Due to Bradshaw’s recovery setbacks the Steelers offense would be led by quarterback Cliff Stoudt, a six-year back-up. Stoudt would have spurts of success as well as glimpses of gloom. Perennial Pro Bowler Harris, who managed to finish with 1,007 rushing yards for he season, was sharing the backfield with youngsters Walter Abercrombie (446 total yards)and Frank Pollard (608 total yards). Stoudt was also a strong contributor to the run game as he ran for a total of 479 yards.
The departure off Smith and the oft-injured Stallworth meant the receiving corps consisted of Calvin Sweeney, rookie Greg Garrity and tight end Bennie Cunningham. Cunningham led all receivers with 39 catches.
Pittsburgh has always prided itself on the defensive side of the ball and 1983 was no different. Rated the top defense for several weeks, the Steelers managed to finish a respective 7th overall for the season. The defense also put points on the board, recording seven touchdowns. Of a tragic note, the team’s №1 draft pick, defensive tackle Gabe Rivera, suffered a paralyzing injury from an automobile injury.
The prophetic fall started with a 17–14 loss at Three Rivers Stadium to the Minnesota Vikings. It wouldn’t get any better, as the Steelers traveled to Detroit for the Thanksgiving Day game. In what was dubbed by many as the ‘Thanksgiving Day Massacre,’ the Lions mauled the Steelers, 45–3. Home wasn’t advantageous the next week, losing to Cincinnati, 23–10.
Times grew desperate for the Steelers. In a three-game span Stoudt had completed only 40 percent of his passes which led to defenses stacking the box to defend the run game. Throughout the season Bradshaw had been working toward getting back onto the field. It would come in the next game against the Jets at New York’s Shea Stadium.
Disdaining the game plan of running the ball against the Jets, the four-time Super Bowl winning quarterback decided to do what he did best — throw the ball. The return was successful at first with Bradshaw leading the Steelers on two touchdown drives and throwing for both TDs. Those would end up being the last two touchdown passes Bradshaw ever threw. His elbow was injured again and he left the game. Behind Bradshaw’s early heroics, the Steelers defense was able to contribute heavily to the 34–7 win over the Jets.
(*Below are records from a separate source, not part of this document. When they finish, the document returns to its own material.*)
impl Design {
    /// Add a layer from an untyped kind tag and JSON property bag.
    ///
    /// The bag carries both common attributes (`x`, `y`, `width`, `height`, `rotation`,
    /// `scaleX`, `scaleY`, `opacity`, `visible`, `locked`, `name`, `animations`, `mask`) and the
    /// kind-specific ones. The new layer is placed on top (`max z + 1`, or 0 when empty).
    pub fn add_layer(
        &mut self,
        kind: &str,
        properties: serde_json::Value,
        parent: Option<LayerId>,
    ) -> StratumResult<LayerId> {
        let properties = match properties {
            serde_json::Value::Null => serde_json::Value::Object(Default::default()),
            v @ serde_json::Value::Object(_) => v,
            _ => {
                return Err(StratumError::validation(
                    "layer properties must be a JSON object",
                ));
            }
        };

        let kind = LayerKind::from_parts(kind, &properties)?;
        let props: LayerProps = serde_json::from_value(properties.clone())
            .map_err(|e| StratumError::validation(format!("invalid layer attributes: {e}")))?;
        let extras: LayerExtras = serde_json::from_value(properties)
            .map_err(|e| StratumError::validation(format!("invalid layer attributes: {e}")))?;
        if let Some(mask) = &extras.mask {
            validate_mask(mask)?;
        }

        let id = self.add_typed_layer(kind, props, parent)?;
        let layer = self.layer_mut(id)?;
        layer.name = extras.name.unwrap_or_default();
        layer.animations = extras.animations;
        layer.mask = extras.mask;
        Ok(id)
    }

    /// Add a layer from typed parts. See [`Design::add_layer`].
    pub fn add_typed_layer(
        &mut self,
        kind: LayerKind,
        props: LayerProps,
        parent: Option<LayerId>,
    ) -> StratumResult<LayerId> {
        if let Some(p) = parent
            && !self.contains(p)
        {
            return Err(StratumError::validation(format!(
                "parent {p} does not exist in design"
            )));
        }
        let props = props.normalized()?;

        let id = LayerId(self.next_layer_id);
        self.next_layer_id += 1;
        let z_index = self.max_z().map_or(0, |z| z + 1);

        tracing::debug!(design = %self.id, layer = %id, kind = kind.tag(), z_index, "layer added");
        self.layers.insert(
            id,
            Layer {
                id,
                name: String::new(),
                kind,
                props,
                z_index,
                parent,
                animations: Vec::new(),
                mask: None,
            },
        );
        Ok(id)
    }

    /// Change a layer's parent (`None` detaches it to the root).
    ///
    /// Fails with [`StratumError::Cycle`] when `new_parent` is `layer` itself or one of its
    /// descendants. The check walks the ancestor chain from `new_parent` up to the root.
    pub fn reparent(&mut self, layer: LayerId, new_parent: Option<LayerId>) -> StratumResult<()> {
        self.layer(layer)?;
        if let Some(p) = new_parent {
            self.layer(p)?;
            if p == layer {
                return Err(StratumError::cycle(format!(
                    "{layer} cannot be its own parent"
                )));
            }
            let mut cursor = Some(p);
            let mut steps = 0usize;
            while let Some(current) = cursor {
                if current == layer {
                    return Err(StratumError::cycle(format!(
                        "{p} is a descendant of {layer}"
                    )));
                }
                steps += 1;
                if steps > self.layers.len() {
                    return Err(StratumError::render(
                        "parent chain does not terminate (corrupt layer tree)",
                    ));
                }
                cursor = self.layer(current)?.parent;
            }
        }

        self.layer_mut(layer)?.parent = new_parent;
        tracing::debug!(design = %self.id, layer = %layer, parent = ?new_parent, "layer reparented");
        Ok(())
    }

    /// Move a layer to z-slot `new_z`, shifting every layer between the old and new slot by one.
    ///
    /// Targets past the top are clamped to the topmost slot.
    pub fn move_to_index(&mut self, layer: LayerId, new_z: u32) -> StratumResult<()> {
        let old = self.layer(layer)?.z_index;
        let top = (self.layers.len() as u32).saturating_sub(1);
        let target = new_z.min(top);
        if target == old {
            return Ok(());
        }

        for l in self.layers.values_mut() {
            if l.id == layer {
                continue;
            }
            if old < target && l.z_index > old && l.z_index <= target {
                l.z_index -= 1;
            } else if target < old && l.z_index >= target && l.z_index < old {
                l.z_index += 1;
            }
        }
        self.layer_mut(layer)?.z_index = target;
        tracing::debug!(design = %self.id, layer = %layer, from = old, to = target, "layer moved");
        Ok(())
    }

    /// Swap with the layer directly above. No-op for the topmost layer.
    pub fn move_up(&mut self, layer: LayerId) -> StratumResult<()> {
        let z = self.layer(layer)?.z_index;
        self.swap_with_z(layer, z.checked_add(1))
    }

    /// Swap with the layer directly below. No-op for the bottommost layer.
    pub fn move_down(&mut self, layer: LayerId) -> StratumResult<()> {
        let z = self.layer(layer)?.z_index;
        self.swap_with_z(layer, z.checked_sub(1))
    }

    /// Move a layer above every other layer.
    pub fn move_to_top(&mut self, layer: LayerId) -> StratumResult<()> {
        let top = self.max_z().map_or(0, |z| z + 1);
        self.move_to_index(layer, top)
    }

    /// Move a layer below every other layer.
    pub fn move_to_bottom(&mut self, layer: LayerId) -> StratumResult<()> {
        self.move_to_index(layer, 0)
    }

    fn swap_with_z(&mut self, layer: LayerId, other_z: Option<u32>) -> StratumResult<()> {
        let Some(other_z) = other_z else {
            return Ok(());
        };
        let Some(other) = self
            .layers
            .values()
            .find(|l| l.z_index == other_z)
            .map(|l| l.id)
        else {
            return Ok(());
        };
        let z = self.layer(layer)?.z_index;
        self.layer_mut(other)?.z_index = z;
        self.layer_mut(layer)?.z_index = other_z;
        Ok(())
    }

    /// Bounding box of a layer unioned with all of its descendants.
    ///
    /// Uses each layer's untransformed `x, y, width, height` box: rotation and scale are not
    /// applied, so the result is an approximation for transformed layers.
    pub fn compute_bounds(&self, layer: LayerId) -> StratumResult<Rect> {
        let mut bounds = self.layer(layer)?.rect();
        for id in self.descendants(layer)? {
            bounds = bounds.union(self.layer(id)?.rect());
        }
        Ok(bounds)
    }

    /// Delete a layer.
    ///
    /// With `cascade` the whole subtree is removed; otherwise direct children are re-parented
    /// to the deleted layer's parent. Remaining z-indices are compacted in order.
    pub fn delete_layer(&mut self, layer: LayerId, cascade: bool) -> StratumResult<Vec<LayerId>> {
        let parent = self.layer(layer)?.parent;
        let mut removed = vec![layer];
        if cascade {
            removed.extend(self.descendants(layer)?);
        } else {
            for l in self.layers.values_mut() {
                if l.parent == Some(layer) {
                    l.parent = parent;
                }
            }
        }

        for id in &removed {
            self.layers.remove(id);
        }
        self.compact_z();
        tracing::debug!(design = %self.id, layer = %layer, cascade, removed = removed.len(), "layer deleted");
        Ok(removed)
    }

    /// Copy a layer (without its children) onto the top of the stack, under the same parent.
    pub fn duplicate_layer(&mut self, layer: LayerId) -> StratumResult<LayerId> {
        let src = self.layer(layer)?.clone();
        let id = self.add_typed_layer(src.kind, src.props, src.parent)?;
        let copy = self.layer_mut(id)?;
        copy.name = if src.name.is_empty() {
            String::new()
        } else {
            format!("{} copy", src.name)
        };
        copy.animations = src.animations;
        copy.mask = src.mask;
        Ok(id)
    }

    /// Apply a geometry patch.
    pub fn set_transform(&mut self, layer: LayerId, patch: &TransformPatch) -> StratumResult<()> {
        let l = self.layer_mut(layer)?;
        let mut props = l.props.clone();
        let fields = [
            (&mut props.x, patch.x),
            (&mut props.y, patch.y),
            (&mut props.width, patch.width),
            (&mut props.height, patch.height),
            (&mut props.rotation, patch.rotation),
            (&mut props.scale_x, patch.scale_x),
            (&mut props.scale_y, patch.scale_y),
            (&mut props.opacity, patch.opacity),
        ];
        for (slot, value) in fields {
            if let Some(v) = value {
                *slot = v;
            }
        }
        l.props = props.normalized()?;
        Ok(())
    }

    /// Show or hide a layer.
    pub fn set_visibility(&mut self, layer: LayerId, visible: bool) -> StratumResult<()> {
        self.layer_mut(layer)?.props.visible = visible;
        Ok(())
    }

    /// Lock or unlock a layer.
    pub fn set_locked(&mut self, layer: LayerId, locked: bool) -> StratumResult<()> {
        self.layer_mut(layer)?.props.locked = locked;
        Ok(())
    }

    /// Merge a JSON object into the layer's kind-specific properties.
    ///
    /// The kind itself never changes; `null` values reset a property to its default.
    pub fn update_properties(
        &mut self,
        layer: LayerId,
        patch: &serde_json::Value,
    ) -> StratumResult<()> {
        let serde_json::Value::Object(patch) = patch else {
            return Err(StratumError::validation(
                "property patch must be a JSON object",
            ));
        };
        let l = self.layer_mut(layer)?;
        let tag = l.kind.tag();
        let mut current = match &l.kind {
            LayerKind::Text(p) => serde_json::to_value(p),
            LayerKind::Image(p) => serde_json::to_value(p),
            LayerKind::Shape(p) => serde_json::to_value(p),
            LayerKind::Group => Ok(serde_json::Value::Object(Default::default())),
        }
        .map_err(|e| StratumError::Other(e.into()))?;

        if let serde_json::Value::Object(map) = &mut current {
            for (k, v) in patch {
                if v.is_null() {
                    map.remove(k);
                } else {
                    map.insert(k.clone(), v.clone());
                }
            }
        }
        l.kind = LayerKind::from_parts(tag, &current)?;
        Ok(())
    }

    /// Replace a layer's animation list.
    pub fn set_animations(
        &mut self,
        layer: LayerId,
        animations: Vec<Animation>,
    ) -> StratumResult<()> {
        self.layer_mut(layer)?.animations = animations;
        Ok(())
    }

    /// Set or clear a layer's clip mask.
    pub fn set_mask(&mut self, layer: LayerId, mask: Option<Mask>) -> StratumResult<()> {
        if let Some(m) = &mask {
            validate_mask(m)?;
        }
        self.layer_mut(layer)?.mask = mask;
        Ok(())
    }

    /// Resize the canvas and optionally replace the background.
    pub fn update_canvas(
        &mut self,
        canvas: Canvas,
        background: Option<Background>,
    ) -> StratumResult<()> {
        canvas.validate()?;
        self.canvas = canvas;
        if let Some(bg) = background {
            self.background = bg;
        }
        Ok(())
    }

    /// Direct children of a layer in ascending z-order.
    pub fn children(&self, layer: LayerId) -> StratumResult<Vec<LayerId>> {
        self.layer(layer)?;
        let mut out: Vec<&Layer> = self
            .layers
            .values()
            .filter(|l| l.parent == Some(layer))
            .collect();
        out.sort_by_key(|l| l.z_index);
        Ok(out.into_iter().map(|l| l.id).collect())
    }

    /// All descendants of a layer, breadth-first.
    pub fn descendants(&self, layer: LayerId) -> StratumResult<Vec<LayerId>> {
        let mut out = Vec::new();
        let mut queue = VecDeque::from([layer]);
        while let Some(current) = queue.pop_front() {
            for child in self.children(current)? {
                if out.len() > self.layers.len() {
                    return Err(StratumError::render("layer tree contains a cycle"));
                }
                out.push(child);
                queue.push_back(child);
            }
        }
        Ok(out)
    }

    /// Ancestors of a layer, nearest first.
    pub fn ancestors(&self, layer: LayerId) -> StratumResult<Vec<LayerId>> {
        let mut out = Vec::new();
        let mut cursor = self.layer(layer)?.parent;
        while let Some(current) = cursor {
            if out.len() > self.layers.len() {
                return Err(StratumError::render("layer tree contains a cycle"));
            }
            out.push(current);
            cursor = self.layer(current)?.parent;
        }
        Ok(out)
    }

    /// Verify the z-index and parentage invariants.
    pub fn check_integrity(&self) -> StratumResult<()> {
        let mut zs: Vec<u32> = self.layers.values().map(|l| l.z_index).collect();
        zs.sort_unstable();
        for (expected, z) in zs.iter().enumerate() {
            if *z as usize != expected {
                return Err(StratumError::render(format!(
                    "z-indices are not a contiguous 0..{} range",
                    self.layers.len()
                )));
            }
        }

        for l in self.layers.values() {
            if let Some(p) = l.parent
                && !self.layers.contains_key(&p)
            {
                return Err(StratumError::render(format!(
                    "{} references missing parent {p}",
                    l.id
                )));
            }
            self.ancestors(l.id)?;
        }
        Ok(())
    }

    fn compact_z(&mut self) {
        let mut order: Vec<(u32, LayerId)> =
            self.layers.values().map(|l| (l.z_index, l.id)).collect();
        order.sort_unstable();
        for (z, (_, id)) in order.into_iter().enumerate() {
            if let Some(l) = self.layers.get_mut(&id) {
                l.z_index = z as u32;
            }
        }
    }
}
Noll would start Stoudt once again at quarterback for the last game of the season against Cleveland. Third-year backup Mark Malone replaced Stoudt in the second half. Despite losing to the Browns, 30–17, the Steelers topped Cleveland by one win for the AFC Central Division title and a trip to Los Angeles to face the Raiders in a first round playoff game. The Steelers lost to the eventual Super Bowl Champions, 38–10.
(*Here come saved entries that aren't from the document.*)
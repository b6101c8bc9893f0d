//! Export job lifecycle: request, job records, queue, controller and workers.

/// Job controller.
pub mod controller;
/// Job, request and status types.
pub mod job;
/// Job queue.
pub mod queue;
/// Job registry.
pub mod store;
/// Worker thread pool.
pub mod worker;
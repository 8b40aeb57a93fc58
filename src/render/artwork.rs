use image::RgbaImage;
use std::path::PathBuf;
use std::sync::Arc;
use tracing::debug;
use url::Url;

use crate::error::DeckError;

/// Loads album art and remembers the last one, so an unchanged artwork
/// reference costs nothing on the next tick.
#[derive(Default)]
pub struct ArtworkLoader {
    http: reqwest::Client,
    last: Option<(String, Arc<RgbaImage>)>,
}

impl ArtworkLoader {
    pub fn new() -> Self {
        Self::default()
    }

    pub async fn load(&mut self, reference: &str) -> Result<Arc<RgbaImage>, DeckError> {
        if let Some((cached, image)) = &self.last {
            if cached == reference {
                return Ok(Arc::clone(image));
            }
        }

        debug!("Loading artwork from {reference}");
        let bytes = match self.fetch(reference).await {
            Ok(bytes) => bytes,
            Err(e) => {
                self.last = None;
                return Err(e);
            }
        };

        let image = image::load_from_memory(&bytes)
            .map_err(|e| DeckError::Render(format!("Failed to decode {reference}: {e}")))?
            .to_rgba8();

        let image = Arc::new(image);
        self.last = Some((reference.to_string(), Arc::clone(&image)));
        Ok(image)
    }

    async fn fetch(&self, reference: &str) -> Result<Vec<u8>, DeckError> {
        match Url::parse(reference) {
            Ok(url) if url.scheme() == "http" || url.scheme() == "https" => {
                let response = self
                    .http
                    .get(url)
                    .send()
                    .await
                    .and_then(|r| r.error_for_status())
                    .map_err(|e| DeckError::Render(format!("Failed to download {reference}: {e}")))?;
                let bytes = response
                    .bytes()
                    .await
                    .map_err(|e| DeckError::Render(format!("Failed to download {reference}: {e}")))?;
                Ok(bytes.to_vec())
            }
            Ok(url) if url.scheme() == "file" => {
                let path = url
                    .to_file_path()
                    .map_err(|_| DeckError::Render(format!("Invalid file URL: {reference}")))?;
                read_file(path).await
            }
            Ok(url) => Err(DeckError::Render(format!(
                "Unsupported artwork scheme: {}",
                url.scheme()
            ))),
            // Not a URL at all: treat as a plain path
            Err(_) => read_file(PathBuf::from(reference)).await,
        }
    }
}

async fn read_file(path: PathBuf) -> Result<Vec<u8>, DeckError> {
    tokio::fs::read(&path)
        .await
        .map_err(|e| DeckError::Render(format!("Failed to read {}: {e}", path.display())))
}
use std::collections::HashMap;

use crate::config::KeyBinding;
use crate::models::KeyAction;

/// Key index → action lookup built from the configured bindings.
#[derive(Debug, Clone, Default)]
pub struct KeyMap {
    bindings: HashMap<u8, KeyAction>,
}

impl KeyMap {
    /// Later bindings for the same index win.
    pub fn new(bindings: &[KeyBinding]) -> Self {
        Self {
            bindings: bindings.iter().map(|b| (b.index, b.action)).collect(),
        }
    }

    pub fn action(&self, index: u8) -> Option<KeyAction> {
        self.bindings.get(&index).copied()
    }
}
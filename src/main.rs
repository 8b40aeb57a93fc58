mod cli;
mod command;
mod config;
mod daemon;
mod device;
mod error;
mod ipc;
mod metadata;
mod models;
mod presence;
mod render;
mod spotify;

use anyhow::Result;
use clap::Parser;
use tracing_subscriber::EnvFilter;

use cli::{App, Cli, Commands, DaemonCommands};
use models::MediaCommand;

fn main() -> Result<()> {
    // Initialize logging
    tracing_subscriber::fmt()
        .with_env_filter(
            EnvFilter::try_from_default_env().unwrap_or_else(|_| EnvFilter::new("info")),
        )
        .with_target(false)
        .init();

    let cli = Cli::parse();
    let app = App::new()?;

    match cli.command {
        Commands::PlayPause => {
            app.media(MediaCommand::PlayPause)?;
        }
        Commands::Next => {
            app.media(MediaCommand::Next)?;
        }
        Commands::Previous => {
            app.media(MediaCommand::Previous)?;
        }
        Commands::Refresh => {
            app.refresh()?;
        }
        Commands::Status => {
            app.status()?;
        }
        Commands::Devices => {
            app.devices()?;
        }
        Commands::Login => {
            app.login()?;
        }
        Commands::Config => {
            app.show_config()?;
        }
        Commands::Daemon { command } => match command {
            DaemonCommands::Start => {
                app.daemon_start()?;
            }
            DaemonCommands::Stop => {
                app.daemon_stop()?;
            }
            DaemonCommands::Status => {
                app.daemon_status()?;
            }
            DaemonCommands::Run => {
                app.daemon_run()?;
            }
        },
    }

    Ok(())
}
Of the two meltdowns, the most shocking may belong to the 2018 Steelers. The 1983 Steelers collapse was a case of a strong defense overcompensating for a below average offense which played above its natural abilities for a portion of the season. Some could say it’s a role reversal for the current Steelers as the high powered offense makes up for defensive deficiencies. It’s difficult to compare teams of decades past with those of present day but the personnel of the 2018 Steelers should not be facing such a ‘crash.’ There is still a chance at redemption. All it takes is a Steelers win and a Ravens loss.